Stevenson also selected the 121-year-old, family-owned Hotel Monteleone. “We wanted to stay in the French Quarter,” she said. “We also prefer to work with family-owned, luxury properties. The service is much more personalized. I really felt like I was working with family and friends. It was the best experience I have ever had with a hotel.” She hosted TMP Worldwide’s opening night reception in the Iberville and Bienville rooms, with six working balconies, on the hotel’s mezzanine level. A buffet dinner featured oysters Rockefeller, jambalaya, gumbo, a carving station and fabled local creation bananas Foster for dessert. After a general session and afternoon breakouts the next day, Stevenson sent her attendees on a dine-around that included four of the area’s most renowned eateries – Arnaud’s, Irene’s, Bacco and Brennan’s. After a client discussion panel the following day, Stevenson held the company’s awards banquet in the Riverview Room atop Hotel Monteleone, overlooking the Mississippi. The next day, TMP Worldwide’s sales and management teams worked to help restore famed Storyland, a fairy-tale theme park adjacent to City Park’s Carousel Gardens and New Orleans Botanical Garden.
Tollifson’s goal was to take full advantage of the uniqueness of New Orleans, from start to finish. She kicked off her meeting with a casual Cajun-themed opening night banquet at the 1,110-room Sheraton New Orleans Hotel, where she housed her group. The property features 105,000 square feet of meeting space. The event featured crawfish races, a photo-op with an alligator and a Dixieland Jazz band. The next night, she took her attendees for an evening aboard a paddleboat on the Mississippi. The following night, she rented out The Foundry, a new special events venue at Bella Luna restaurant 11¼2 blocks from the Ernest N. Morial Convention Center. The Foundry can host groups of up to 1,000. “It was just a phenomenal venue,” Tollifson said. “The food was fantastic.” Challenged with topping that experience, she bought out the House of Blues the next night, and ended her meeting with a dinner at Muriel’s on Jackson Square.
She gave high marks to everyone she dealt with for the extraordinary assistance she got with her meeting. “I have never been around a staff — not just at the Sheraton, but everywhere that we were — where everybody was so warm and grateful for the business,” Tollifson said. “They stepped up to the plate better than any place I’ve ever been to, and I’ve been in this business for 20 years.” Based on the experience, she thinks it’s likely Ecolab will return to New Orleans. “I would love to go back,” she said.
Mardi Gras World
Sherwin-Williams had a similarly fabulous experience. After an opening general session that included remarks by divisional and group presidents followed by breakouts, Chafe hosted a casual cocktail reception at the group’s hotel, the Sheraton New Orleans Hotel. The following evening, he rented out Blaine Kern’s Mardi Gras World, where attendees can see artists and sculptors creating floats for the famous parades that highlight the world-famous annual celebration. The group enjoyed a sit-down dinner, followed by a performance by one of New Orleans’ most critically acclaimed Cajun-Zydeco recording artists, Rockin’ Dopsie. “They were fantastic,” Chafe said. “Then we had a Mardi Gras parade with our team dressed in costumes, and we had a full high school marching band.”
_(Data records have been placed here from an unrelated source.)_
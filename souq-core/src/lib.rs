pub mod error;
pub mod gateway;
pub mod identity;
pub mod notify;

pub use error::{Error, Result};
pub use identity::Actor;
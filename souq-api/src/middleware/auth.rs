use axum::{
    extract::{Request, State},
    http::StatusCode,
    middleware::Next,
    response::Response,
};
use jsonwebtoken::{decode, DecodingKey, Validation};
use serde::{Deserialize, Serialize};
use uuid::Uuid;

use souq_core::identity::Actor;

use crate::state::AppState;

// ============================================================================
// JWT Claims
// ============================================================================

#[derive(Debug, Serialize, Deserialize, Clone)]
pub struct Claims {
    pub sub: String,
    pub email: Option<String>,
    pub role: String,
    /// Present only for vendor tokens
    pub vendor_id: Option<Uuid>,
    pub exp: usize,
}

impl Claims {
    /// Map verified claims onto the workflow's actor model
    pub fn actor(&self) -> Option<Actor> {
        match self.role.as_str() {
            "CUSTOMER" => Some(Actor::Customer {
                id: self.sub.clone(),
            }),
            "VENDOR" => self.vendor_id.map(|id| Actor::Vendor { id }),
            "ADMIN" | "SUPER_ADMIN" => Some(Actor::Admin {
                id: self.sub.clone(),
            }),
            _ => None,
        }
    }
}

// ============================================================================
// Authentication Middleware
// ============================================================================

pub async fn auth_middleware(
    State(state): State<AppState>,
    mut req: Request,
    next: Next,
) -> Result<Response, StatusCode> {
    // 1. Extract token from Authorization header
    let auth_header = req
        .headers()
        .get("Authorization")
        .and_then(|h| h.to_str().ok())
        .ok_or(StatusCode::UNAUTHORIZED)?;

    let token = auth_header
        .strip_prefix("Bearer ")
        .ok_or(StatusCode::UNAUTHORIZED)?;

    // 2. Decode and validate JWT
    let token_data = decode::<Claims>(
        token,
        &DecodingKey::from_secret(state.auth.secret.as_bytes()),
        &Validation::default(),
    )
    .map_err(|_| StatusCode::UNAUTHORIZED)?;

    // 3. Resolve the role into an actor; unknown roles are forbidden
    let actor = token_data.claims.actor().ok_or(StatusCode::FORBIDDEN)?;

    // 4. Inject into request extensions for handlers
    req.extensions_mut().insert(token_data.claims);
    req.extensions_mut().insert(actor);

    Ok(next.run(req).await)
}
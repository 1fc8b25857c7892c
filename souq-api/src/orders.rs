use axum::{
    extract::{Path, State},
    http::StatusCode,
    Extension, Json,
};
use rust_decimal::Decimal;
use serde::{Deserialize, Serialize};
use uuid::Uuid;

use souq_core::error::Error;
use souq_core::identity::Actor;
use souq_order::models::{Address, ItemStatus, Order, VendorPayout};

use crate::error::AppError;
use crate::state::AppState;

// ============================================================================
// Request/Response Types
// ============================================================================

#[derive(Debug, Deserialize)]
pub struct CreateOrderRequest {
    pub shipping_address: Address,
    pub billing_address: Option<Address>,
}

#[derive(Debug, Deserialize)]
pub struct RejectOrderRequest {
    pub note: Option<String>,
}

#[derive(Debug, Deserialize)]
pub struct VendorRejectRequest {
    pub reason: String,
}

#[derive(Debug, Deserialize)]
pub struct UpdateItemStatusRequest {
    pub item_id: Uuid,
    pub status: ItemStatus,
}

#[derive(Debug, Deserialize)]
pub struct RefundRequest {
    pub amount: Option<Decimal>,
}

#[derive(Debug, Serialize)]
pub struct OrderResponse {
    pub success: bool,
    pub order: Order,
}

#[derive(Debug, Serialize)]
pub struct OrderListResponse {
    pub success: bool,
    pub orders: Vec<Order>,
}

#[derive(Debug, Serialize)]
pub struct PayoutListResponse {
    pub success: bool,
    pub payouts: Vec<OrderPayouts>,
}

#[derive(Debug, Serialize)]
pub struct OrderPayouts {
    pub order_number: String,
    pub payouts: Vec<VendorPayout>,
}

fn can_view(actor: &Actor, order: &Order) -> bool {
    match actor {
        Actor::Admin { .. } => true,
        Actor::Customer { id } => *id == order.customer_id,
        Actor::Vendor { id } => order.assignment_for(*id).is_some()
            || order.items.iter().any(|i| i.vendor_id == *id),
    }
}

// ============================================================================
// Handlers
// ============================================================================

/// POST /orders
/// Checkout: validate the cart, materialize an order, pending admin approval
pub async fn create_order(
    State(state): State<AppState>,
    Extension(actor): Extension<Actor>,
    Json(req): Json<CreateOrderRequest>,
) -> Result<(StatusCode, Json<OrderResponse>), AppError> {
    let Actor::Customer { id: customer_id } = &actor else {
        return Err(Error::authorization("checkout is customer-only").into());
    };

    let draft = state.cart.checkout(customer_id).await?;
    let order = state
        .engine
        .place_from_draft(draft, req.shipping_address, req.billing_address)
        .await?;

    Ok((StatusCode::CREATED, Json(OrderResponse { success: true, order })))
}

/// GET /orders
/// The caller's orders: own orders for customers, assigned orders for
/// vendors, everything for admins
pub async fn list_orders(
    State(state): State<AppState>,
    Extension(actor): Extension<Actor>,
) -> Result<Json<OrderListResponse>, AppError> {
    let orders = state.engine.orders_for(&actor).await?;
    Ok(Json(OrderListResponse { success: true, orders }))
}

/// GET /orders/{order_number}
pub async fn get_order(
    State(state): State<AppState>,
    Extension(actor): Extension<Actor>,
    Path(order_number): Path<String>,
) -> Result<Json<OrderResponse>, AppError> {
    let order = state.engine.get(&order_number).await?;
    if !can_view(&actor, &order) {
        return Err(Error::authorization("order does not belong to caller").into());
    }
    Ok(Json(OrderResponse { success: true, order }))
}

/// PUT /orders/admin/{order_number}/approve
pub async fn approve_order(
    State(state): State<AppState>,
    Extension(actor): Extension<Actor>,
    Path(order_number): Path<String>,
) -> Result<Json<OrderResponse>, AppError> {
    let order = state.engine.approve(&actor, &order_number).await?;
    Ok(Json(OrderResponse { success: true, order }))
}

/// PUT /orders/admin/{order_number}/reject
pub async fn reject_order(
    State(state): State<AppState>,
    Extension(actor): Extension<Actor>,
    Path(order_number): Path<String>,
    Json(req): Json<RejectOrderRequest>,
) -> Result<Json<OrderResponse>, AppError> {
    let order = state.engine.reject(&actor, &order_number, req.note).await?;
    Ok(Json(OrderResponse { success: true, order }))
}

/// PUT /orders/vendor/{order_number}/confirm
pub async fn vendor_confirm(
    State(state): State<AppState>,
    Extension(actor): Extension<Actor>,
    Path(order_number): Path<String>,
) -> Result<Json<OrderResponse>, AppError> {
    let order = state.engine.vendor_confirm(&actor, &order_number).await?;
    Ok(Json(OrderResponse { success: true, order }))
}

/// PUT /orders/vendor/{order_number}/reject
pub async fn vendor_reject(
    State(state): State<AppState>,
    Extension(actor): Extension<Actor>,
    Path(order_number): Path<String>,
    Json(req): Json<VendorRejectRequest>,
) -> Result<Json<OrderResponse>, AppError> {
    let order = state
        .engine
        .vendor_reject(&actor, &order_number, req.reason)
        .await?;
    Ok(Json(OrderResponse { success: true, order }))
}

/// PUT /orders/{order_number}/status
/// Advance one item along its fulfillment chain
pub async fn update_item_status(
    State(state): State<AppState>,
    Extension(actor): Extension<Actor>,
    Path(order_number): Path<String>,
    Json(req): Json<UpdateItemStatusRequest>,
) -> Result<Json<OrderResponse>, AppError> {
    let order = state
        .engine
        .advance_item(&actor, &order_number, req.item_id, req.status)
        .await?;
    Ok(Json(OrderResponse { success: true, order }))
}

/// PUT /orders/{order_number}/cancel
pub async fn cancel_order(
    State(state): State<AppState>,
    Extension(actor): Extension<Actor>,
    Path(order_number): Path<String>,
) -> Result<Json<OrderResponse>, AppError> {
    let order = state.engine.cancel(&actor, &order_number).await?;

    // Stock snapshots are stale once committed stock flows back
    if order.payment.stock_committed() {
        invalidate_product_cache(&state, &order).await;
    }

    Ok(Json(OrderResponse { success: true, order }))
}

/// PUT /orders/admin/{order_number}/refund
pub async fn refund_order(
    State(state): State<AppState>,
    Extension(actor): Extension<Actor>,
    Path(order_number): Path<String>,
    Json(req): Json<RefundRequest>,
) -> Result<Json<OrderResponse>, AppError> {
    let order = state.engine.refund(&actor, &order_number, req.amount).await?;
    invalidate_product_cache(&state, &order).await;
    Ok(Json(OrderResponse { success: true, order }))
}

/// PUT /orders/{order_number}/notifications/{note_id}/read
pub async fn mark_notification_read(
    State(state): State<AppState>,
    Extension(actor): Extension<Actor>,
    Path((order_number, note_id)): Path<(String, Uuid)>,
) -> Result<StatusCode, AppError> {
    let order = state.engine.get(&order_number).await?;
    if !can_view(&actor, &order) {
        return Err(Error::authorization("order does not belong to caller").into());
    }

    state.engine.mark_notification_read(&order_number, note_id).await?;
    Ok(StatusCode::NO_CONTENT)
}

/// GET /payouts/vendor
/// Settlement summary for the calling vendor
pub async fn vendor_payouts(
    State(state): State<AppState>,
    Extension(actor): Extension<Actor>,
) -> Result<Json<PayoutListResponse>, AppError> {
    let vendor_id = actor.require_vendor()?;
    let orders = state.engine.orders_for(&actor).await?;

    let payouts = orders
        .into_iter()
        .filter_map(|order| {
            let own: Vec<VendorPayout> = order
                .payouts
                .iter()
                .filter(|p| p.vendor_id == vendor_id)
                .cloned()
                .collect();
            (!own.is_empty()).then(|| OrderPayouts {
                order_number: order.order_number,
                payouts: own,
            })
        })
        .collect();

    Ok(Json(PayoutListResponse { success: true, payouts }))
}

pub(crate) async fn invalidate_product_cache(state: &AppState, order: &Order) {
    if let Some(redis) = &state.redis {
        for item in &order.items {
            if let Err(e) = redis.invalidate_product(item.product_id).await {
                tracing::warn!(product_id = %item.product_id, "cache invalidation failed: {e}");
            }
        }
    }
}
impl Order {
    /// Materialize an order from a checkout draft
    pub fn from_draft(
        draft: OrderDraft,
        shipping_address: Address,
        billing_address: Option<Address>,
        charges: &CartCharges,
    ) -> Result<Self> {
        Self::from_items(
            draft.customer_id,
            &draft.items,
            draft.discount,
            shipping_address,
            billing_address,
            charges,
        )
    }

    /// Materialize an order from an ad-hoc item list (direct order path)
    pub fn from_items(
        customer_id: String,
        items: &[DraftItem],
        discount: Decimal,
        shipping_address: Address,
        billing_address: Option<Address>,
        charges: &CartCharges,
    ) -> Result<Self> {
        if items.is_empty() {
            return Err(Error::validation("an order needs at least one item"));
        }
        shipping_address.validate()?;

        let items: Vec<OrderItem> = items.iter().map(OrderItem::from_draft).collect();
        let totals = compute_totals(&items, discount, charges);
        let now = Utc::now();

        Ok(Self {
            id: Uuid::new_v4(),
            order_number: generate_order_number(),
            customer_id,
            payment: PaymentRecord::new(totals.total),
            items,
            billing_address: billing_address.unwrap_or_else(|| shipping_address.clone()),
            shipping_address,
            totals,
            admin_approval: AdminApproval::default(),
            assignments: Vec::new(),
            notifications: Vec::new(),
            payouts: Vec::new(),
            cancelled_at: None,
            status: OrderStatus::PendingAdminApproval,
            created_at: now,
            updated_at: now,
        })
    }

    /// Order-level status as a pure function of the sub-state machines.
    ///
    /// Never set the field directly; call `sync_status` after mutating
    /// sub-state.
    pub fn derive_status(&self) -> OrderStatus {
        if self.cancelled_at.is_some() || self.admin_approval.status == ApprovalStatus::Rejected {
            return OrderStatus::Cancelled;
        }

        match self.payment.status {
            PaymentStatus::Refunded => return OrderStatus::Refunded,
            PaymentStatus::Failed => return OrderStatus::Cancelled,
            _ => {}
        }

        match self.admin_approval.status {
            ApprovalStatus::Pending => OrderStatus::PendingAdminApproval,
            ApprovalStatus::Rejected => OrderStatus::Cancelled,
            ApprovalStatus::Approved => {
                if self.assignments.is_empty() {
                    OrderStatus::AdminApproved
                } else if self
                    .assignments
                    .iter()
                    .any(|a| a.status != AssignmentStatus::Confirmed)
                {
                    OrderStatus::VendorAssigned
                } else if self.payment.stock_committed() {
                    self.fulfillment_band()
                } else if self.payment.session_opened_at.is_some() {
                    OrderStatus::PaymentPending
                } else {
                    OrderStatus::VendorConfirmed
                }
            }
        }
    }

    /// paid → processing → shipped → delivered, from the line items
    fn fulfillment_band(&self) -> OrderStatus {
        let active: Vec<&OrderItem> = self
            .items
            .iter()
            .filter(|i| i.status != ItemStatus::Cancelled)
            .collect();

        if active.is_empty() {
            return OrderStatus::Paid;
        }
        if active.iter().all(|i| i.status == ItemStatus::Delivered) {
            OrderStatus::Delivered
        } else if active.iter().all(|i| i.status.at_least(ItemStatus::Shipped)) {
            OrderStatus::Shipped
        } else if active.iter().any(|i| i.status.at_least(ItemStatus::Processing)) {
            OrderStatus::Processing
        } else {
            OrderStatus::Paid
        }
    }

    /// Refresh the persisted status cache from sub-state
    pub fn sync_status(&mut self) {
        self.status = self.derive_status();
        self.updated_at = Utc::now();
    }

    pub fn assignment_for(&self, vendor_id: Uuid) -> Option<&VendorAssignment> {
        self.assignments.iter().find(|a| a.vendor_id == vendor_id)
    }

    /// Group items by vendor into pending assignments (admin approval fan-out)
    pub fn build_assignments(&mut self) {
        let mut by_vendor: BTreeMap<Uuid, Vec<Uuid>> = BTreeMap::new();
        for item in &self.items {
            by_vendor.entry(item.vendor_id).or_default().push(item.id);
        }
        self.assignments = by_vendor
            .into_iter()
            .map(|(vendor_id, item_ids)| VendorAssignment {
                vendor_id,
                item_ids,
                status: AssignmentStatus::Pending,
                rejection_reason: None,
                responded_at: None,
            })
            .collect();
    }

    /// Ledger lines for all items that hold committed stock
    pub fn committed_lines(&self) -> Vec<LedgerLine> {
        self.items
            .iter()
            .filter(|i| i.status != ItemStatus::Cancelled)
            .map(OrderItem::ledger_line)
            .collect()
    }

    pub fn push_note(&mut self, note: Notification) {
        self.notifications.push(note);
    }

    /// subtotal == Σ item.total_price; checked by tests at every state
    pub fn invariant_holds(&self) -> bool {
        let subtotal: Decimal = self.items.iter().map(|i| i.total_price).sum();
        let recomputed = self.totals.subtotal + self.totals.tax + self.totals.shipping_cost
            + self.totals.service_charge
            - self.totals.discount;
        subtotal == self.totals.subtotal && recomputed.max(Decimal::ZERO) == self.totals.total
    }
}
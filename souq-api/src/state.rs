use std::sync::Arc;

use souq_cart::CartService;
use souq_order::{OrderWorkflowEngine, PaymentReconciler};
use souq_store::RedisClient;

#[derive(Clone)]
pub struct AuthConfig {
    pub secret: String,
    pub expiration: u64,
}

#[derive(Clone)]
pub struct AppState {
    pub engine: Arc<OrderWorkflowEngine>,
    pub reconciler: Arc<PaymentReconciler>,
    pub cart: Arc<CartService>,
    /// Absent in tests; rate limiting and the product cache fail open
    pub redis: Option<Arc<RedisClient>>,
    pub auth: AuthConfig,
}
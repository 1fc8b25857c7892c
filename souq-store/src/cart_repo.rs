use async_trait::async_trait;
use chrono::{DateTime, Utc};
use rust_decimal::Decimal;
use sqlx::PgPool;
use uuid::Uuid;

use souq_cart::models::{Cart, CartCharges, CartItem};
use souq_cart::repository::CartStore;
use souq_core::error::Result;

use crate::db_err;

pub struct PgCartStore {
    pool: PgPool,
    charges: CartCharges,
}

impl PgCartStore {
    pub fn new(pool: PgPool, charges: CartCharges) -> Self {
        Self { pool, charges }
    }
}

#[derive(sqlx::FromRow)]
struct CartItemRow {
    id: Uuid,
    product_id: Uuid,
    vendor_id: Uuid,
    title: String,
    quantity: i32,
    unit_price: Decimal,
    variant: Option<String>,
    category_surcharge_rate: Decimal,
    added_at: DateTime<Utc>,
    is_available: bool,
}

#[async_trait]
impl CartStore for PgCartStore {
    async fn load_or_create(&self, customer_id: &str) -> Result<Cart> {
        let discount: Option<Decimal> =
            sqlx::query_scalar("SELECT discount FROM carts WHERE customer_id = $1")
                .bind(customer_id)
                .fetch_optional(&self.pool)
                .await
                .map_err(db_err)?;

        let discount = match discount {
            Some(d) => d,
            None => {
                // Created lazily on first access
                sqlx::query("INSERT INTO carts (customer_id) VALUES ($1) ON CONFLICT DO NOTHING")
                    .bind(customer_id)
                    .execute(&self.pool)
                    .await
                    .map_err(db_err)?;
                Decimal::ZERO
            }
        };

        let rows = sqlx::query_as::<_, CartItemRow>(
            "SELECT id, product_id, vendor_id, title, quantity, unit_price, variant, \
                    category_surcharge_rate, added_at, is_available \
             FROM cart_items WHERE customer_id = $1 ORDER BY added_at",
        )
        .bind(customer_id)
        .fetch_all(&self.pool)
        .await
        .map_err(db_err)?;

        let mut cart = Cart::new(customer_id);
        cart.discount = discount;
        cart.items = rows
            .into_iter()
            .map(|r| CartItem {
                id: r.id,
                product_id: r.product_id,
                vendor_id: r.vendor_id,
                title: r.title,
                quantity: r.quantity,
                unit_price: r.unit_price,
                variant: r.variant,
                category_surcharge_rate: r.category_surcharge_rate,
                added_at: r.added_at,
                is_available: r.is_available,
            })
            .collect();
        cart.recalculate(&self.charges);
        Ok(cart)
    }

    async fn save(&self, cart: &Cart) -> Result<()> {
        let mut tx = self.pool.begin().await.map_err(db_err)?;

        sqlx::query(
            "INSERT INTO carts (customer_id, discount, updated_at) VALUES ($1, $2, NOW()) \
             ON CONFLICT (customer_id) DO UPDATE SET discount = $2, updated_at = NOW()",
        )
        .bind(&cart.customer_id)
        .bind(cart.discount)
        .execute(&mut *tx)
        .await
        .map_err(db_err)?;

        sqlx::query("DELETE FROM cart_items WHERE customer_id = $1")
            .bind(&cart.customer_id)
            .execute(&mut *tx)
            .await
            .map_err(db_err)?;

        for item in &cart.items {
            sqlx::query(
                "INSERT INTO cart_items (id, customer_id, product_id, vendor_id, title, quantity, \
                                         unit_price, variant, category_surcharge_rate, added_at, is_available) \
                 VALUES ($1, $2, $3, $4, $5, $6, $7, $8, $9, $10, $11)",
            )
            .bind(item.id)
            .bind(&cart.customer_id)
            .bind(item.product_id)
            .bind(item.vendor_id)
            .bind(&item.title)
            .bind(item.quantity)
            .bind(item.unit_price)
            .bind(&item.variant)
            .bind(item.category_surcharge_rate)
            .bind(item.added_at)
            .bind(item.is_available)
            .execute(&mut *tx)
            .await
            .map_err(db_err)?;
        }

        tx.commit().await.map_err(db_err)?;
        Ok(())
    }

    async fn clear(&self, customer_id: &str) -> Result<()> {
        let mut tx = self.pool.begin().await.map_err(db_err)?;

        sqlx::query("DELETE FROM cart_items WHERE customer_id = $1")
            .bind(customer_id)
            .execute(&mut *tx)
            .await
            .map_err(db_err)?;

        sqlx::query("UPDATE carts SET discount = 0, updated_at = NOW() WHERE customer_id = $1")
            .bind(customer_id)
            .execute(&mut *tx)
            .await
            .map_err(db_err)?;

        tx.commit().await.map_err(db_err)?;
        Ok(())
    }
}
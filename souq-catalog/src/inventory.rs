use std::collections::HashMap;
use std::sync::Arc;

use async_trait::async_trait;
use rust_decimal::Decimal;
use serde::{Deserialize, Serialize};
use tokio::sync::RwLock;
use uuid::Uuid;

use souq_core::error::{Error, Result};

use crate::product::{Product, ProductStore};

/// One inventory movement, derived from an order item
#[derive(Debug, Clone, Serialize, Deserialize)]
pub struct LedgerLine {
    pub product_id: Uuid,
    pub quantity: i32,
    pub line_total: Decimal,
}

/// Atomic stock adjustment primitive driven by order state transitions.
///
/// `commit` applies lines one at a time; a line that would drive stock below
/// zero fails with a conflict naming the product and leaves earlier lines
/// applied. There is no multi-item batch rollback; a failed commit requires
/// manual reconciliation.
#[async_trait]
pub trait InventoryLedger: Send + Sync {
    /// stock -= qty, sales_count += qty, total_sales += line total
    async fn commit(&self, lines: &[LedgerLine]) -> Result<()>;

    /// Inverse of `commit`, used on cancellation/refund of committed stock
    async fn release(&self, lines: &[LedgerLine]) -> Result<()>;
}

/// In-memory catalog backing both product lookup and the ledger.
///
/// The Postgres implementation lives in souq-store; this one serves tests
/// and single-process wiring, with the same conditional-decrement contract.
#[derive(Clone, Default)]
pub struct MemoryCatalog {
    products: Arc<RwLock<HashMap<Uuid, Product>>>,
}

impl MemoryCatalog {
    pub fn new() -> Self {
        Self::default()
    }

    pub async fn insert(&self, product: Product) {
        self.products.write().await.insert(product.id, product);
    }

    pub async fn stock_of(&self, product_id: Uuid) -> Option<i32> {
        self.products
            .read()
            .await
            .get(&product_id)
            .map(|p| p.inventory.quantity)
    }
}

#[async_trait]
impl ProductStore for MemoryCatalog {
    async fn get(&self, id: Uuid) -> Result<Option<Product>> {
        Ok(self.products.read().await.get(&id).cloned())
    }
}

#[async_trait]
impl InventoryLedger for MemoryCatalog {
    async fn commit(&self, lines: &[LedgerLine]) -> Result<()> {
        let mut products = self.products.write().await;

        for line in lines {
            let product = products
                .get_mut(&line.product_id)
                .ok_or_else(|| Error::not_found(format!("product {} not tracked", line.product_id)))?;

            // Conditional decrement: never drive quantity below zero.
            // Earlier lines in the batch stay applied.
            if product.inventory.quantity < line.quantity {
                return Err(Error::conflict(format!(
                    "insufficient stock for product {}: requested {}, available {}",
                    line.product_id, line.quantity, product.inventory.quantity
                )));
            }

            product.inventory.quantity -= line.quantity;
            product.inventory.sales_count += line.quantity;
            product.inventory.total_sales += line.line_total;
            tracing::debug!(product_id = %line.product_id, qty = line.quantity, "stock committed");
        }

        Ok(())
    }

    async fn release(&self, lines: &[LedgerLine]) -> Result<()> {
        let mut products = self.products.write().await;

        for line in lines {
            let product = products
                .get_mut(&line.product_id)
                .ok_or_else(|| Error::not_found(format!("product {} not tracked", line.product_id)))?;

            product.inventory.quantity += line.quantity;
            product.inventory.sales_count -= line.quantity;
            product.inventory.total_sales -= line.line_total;
            tracing::debug!(product_id = %line.product_id, qty = line.quantity, "stock released");
        }

        Ok(())
    }
}

#[cfg(test)]
mod tests {
    use super::*;
    use crate::product::{ProductStatus, StockLevel};
    use rust_decimal_macros::dec;

    fn product(quantity: i32) -> Product {
        Product {
            id: Uuid::new_v4(),
            vendor_id: Uuid::new_v4(),
            title: "Ceramic Mug".to_string(),
            price: dec!(100),
            status: ProductStatus::Active,
            category_surcharge_rate: dec!(0.05),
            inventory: StockLevel::new(quantity),
        }
    }

    #[tokio::test]
    async fn commit_and_release_roundtrip() {
        let catalog = MemoryCatalog::new();
        let p = product(10);
        let id = p.id;
        catalog.insert(p).await;

        let lines = vec![LedgerLine {
            product_id: id,
            quantity: 3,
            line_total: dec!(300),
        }];

        catalog.commit(&lines).await.unwrap();
        let after = catalog.get(id).await.unwrap().unwrap();
        assert_eq!(after.inventory.quantity, 7);
        assert_eq!(after.inventory.sales_count, 3);
        assert_eq!(after.inventory.total_sales, dec!(300));

        catalog.release(&lines).await.unwrap();
        let restored = catalog.get(id).await.unwrap().unwrap();
        assert_eq!(restored.inventory.quantity, 10);
        assert_eq!(restored.inventory.sales_count, 0);
        assert_eq!(restored.inventory.total_sales, dec!(0));
    }

    #[tokio::test]
    async fn commit_underflow_is_rejected_not_clamped() {
        let catalog = MemoryCatalog::new();
        let p = product(2);
        let id = p.id;
        catalog.insert(p).await;

        let err = catalog
            .commit(&[LedgerLine {
                product_id: id,
                quantity: 5,
                line_total: dec!(500),
            }])
            .await
            .unwrap_err();

        assert_eq!(err.status_code(), 409);
        // Stock untouched
        assert_eq!(catalog.stock_of(id).await, Some(2));
    }

    #[tokio::test]
    async fn partial_commit_leaves_earlier_lines_applied() {
        let catalog = MemoryCatalog::new();
        let first = product(10);
        let second = product(1);
        let (first_id, second_id) = (first.id, second.id);
        catalog.insert(first).await;
        catalog.insert(second).await;

        let lines = vec![
            LedgerLine {
                product_id: first_id,
                quantity: 4,
                line_total: dec!(400),
            },
            LedgerLine {
                product_id: second_id,
                quantity: 2,
                line_total: dec!(200),
            },
        ];

        let err = catalog.commit(&lines).await.unwrap_err();
        assert!(err.to_string().contains(&second_id.to_string()));

        // First line stays applied; callers reconcile manually.
        assert_eq!(catalog.stock_of(first_id).await, Some(6));
        assert_eq!(catalog.stock_of(second_id).await, Some(1));
    }
}
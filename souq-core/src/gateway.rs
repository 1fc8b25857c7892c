use async_trait::async_trait;
use chrono::{DateTime, Utc};
use rust_decimal::Decimal;
use serde::{Deserialize, Serialize};

use crate::error::Result;

/// Payment lifecycle state recorded on an order (wire-exact)
#[derive(Debug, Clone, Copy, Serialize, Deserialize, PartialEq, Eq)]
#[serde(rename_all = "snake_case")]
pub enum PaymentStatus {
    Pending,
    Paid,
    Failed,
    Refunded,
    PartialRefund,
}

/// Outcome the gateway reports for a transaction
#[derive(Debug, Clone, Serialize, Deserialize, PartialEq, Eq)]
#[serde(rename_all = "SCREAMING_SNAKE_CASE")]
pub enum ChargeStatus {
    Succeeded,
    Processing,
    Failed,
    Cancelled,
}

/// Hosted-checkout session handed back to the customer for redirect
#[derive(Debug, Clone, Serialize, Deserialize)]
pub struct GatewaySession {
    pub transaction_id: String,
    pub redirect_url: String,
    pub amount: Decimal,
    pub currency: String,
    pub created_at: DateTime<Utc>,
}

/// Transaction details as verified with the provider.
///
/// Every reconciliation entry point re-validates against this record rather
/// than trusting the callback payload.
#[derive(Debug, Clone, Serialize, Deserialize)]
pub struct GatewayCharge {
    pub transaction_id: String,
    pub order_number: String,
    pub amount: Decimal,
    pub currency: String,
    pub status: ChargeStatus,
    pub card_brand: Option<String>,
    pub verified_at: DateTime<Utc>,
}

#[derive(Debug, Clone, Serialize, Deserialize)]
pub struct RefundReceipt {
    pub transaction_id: String,
    pub refunded_amount: Decimal,
    pub reference: String,
    pub issued_at: DateTime<Utc>,
}

/// Contract this system requires from the external payment provider.
///
/// All three methods are network-bound; callers bound them with a timeout
/// and treat failure as `Error::Gateway` (order left in its pre-transition
/// state).
#[async_trait]
pub trait PaymentGateway: Send + Sync {
    /// Open a hosted checkout session for an order
    async fn create_session(
        &self,
        order_number: &str,
        amount: Decimal,
        currency: &str,
    ) -> Result<GatewaySession>;

    /// Verify a transaction id directly with the provider
    async fn validate(&self, transaction_id: &str) -> Result<GatewayCharge>;

    /// Issue a (full or partial) refund against a settled transaction
    async fn refund(&self, transaction_id: &str, amount: Decimal) -> Result<RefundReceipt>;
}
After a busy meeting agenda the next day, Chafe hosted what he called “the capstone” of his meeting — a formal awards ceremony, hosted by CEO Chris Connor and COO John Morikis in the main ballroom at the Sheraton New Orleans Hotel, where more than 60 key employees received recognition and prizes ranging from cash to trips.
Mardi Gras revelers pack the streets and balconies in the French Quarter. The 2007 Mardi Gras was a resounding success, attracting crowds of nearly 800,000 spectators.
Photo by Romney Caruso, courtesy of New Orleans Metropolitan CVB
Given the more serious strategic underpinnings of the Whirlpool meeting, and the company’s major commitment to its community service project, Terry’s attendees tended to stay close together and close to home at the 1,616-room Hilton New Orleans Riverside, which features 134,000 square feet of meeting space.
Whirlpool hosted an opening night banquet in the main ballroom, under the theme “Building for the Future,” which served as a dual theme for the company’s newly integrated Whirlpool and Maytag sales forces and the huge Habitat for Humanity task they would undertake later.
“We made sure we stayed very close together,” Terry said. “We did pretty much everything at the hotel, and we focused each general session and evening event in and around those things that are very much a part of and embodiment of what Whirlpool Corporation is, and what our sales team is all about. So, it wasn’t about let’s come together and throw a big party. It was let’s come together and build a stronger team.” New Orleans, he said, yielded spectacular results.
Open For Business
Kelly Schulz, vice president of communications and public relations at the New Orleans Metropolitan Convention & Visitors Bureau, stressed that such accolades represent the essence of the message the CVB wants to get out to corporate planners. “Our number-one goal is to have planners understand that New Orleans is open for business and that traditionally, New Orleans has not been looked at as a corporate meeting destination,” she said. “We’re now becoming an emerging destination for corporate meetings. Planners can come here with shorter booking times, and we have space available. We also have a wealth of volunteerism opportunities. There’s such a good fit with what a lot of corporations are doing with their corporate philanthropic efforts or employee morale programs. That fits in so well with coming to New Orleans and participating in a community service event. What happened in New Orleans is unprecedented, and people want to help the city. And there’s no greater way to help the city than to come here and support our number-one industry, which is tourism and conventions.”
Forever New Orleans
To help rebuild the city’s preeminence as a meeting and convention destination, the CVB has launched an aggressive and comprehensive rebranding campaign under the theme “Forever New Orleans,” assisted by an advisory board that includes Christine Duffy, CEO of Maritz Travel and Mike Greto of Coca-Cola Co. “We want to let people know the warm New Orleans visitor experience is alive and well,” Schulz said.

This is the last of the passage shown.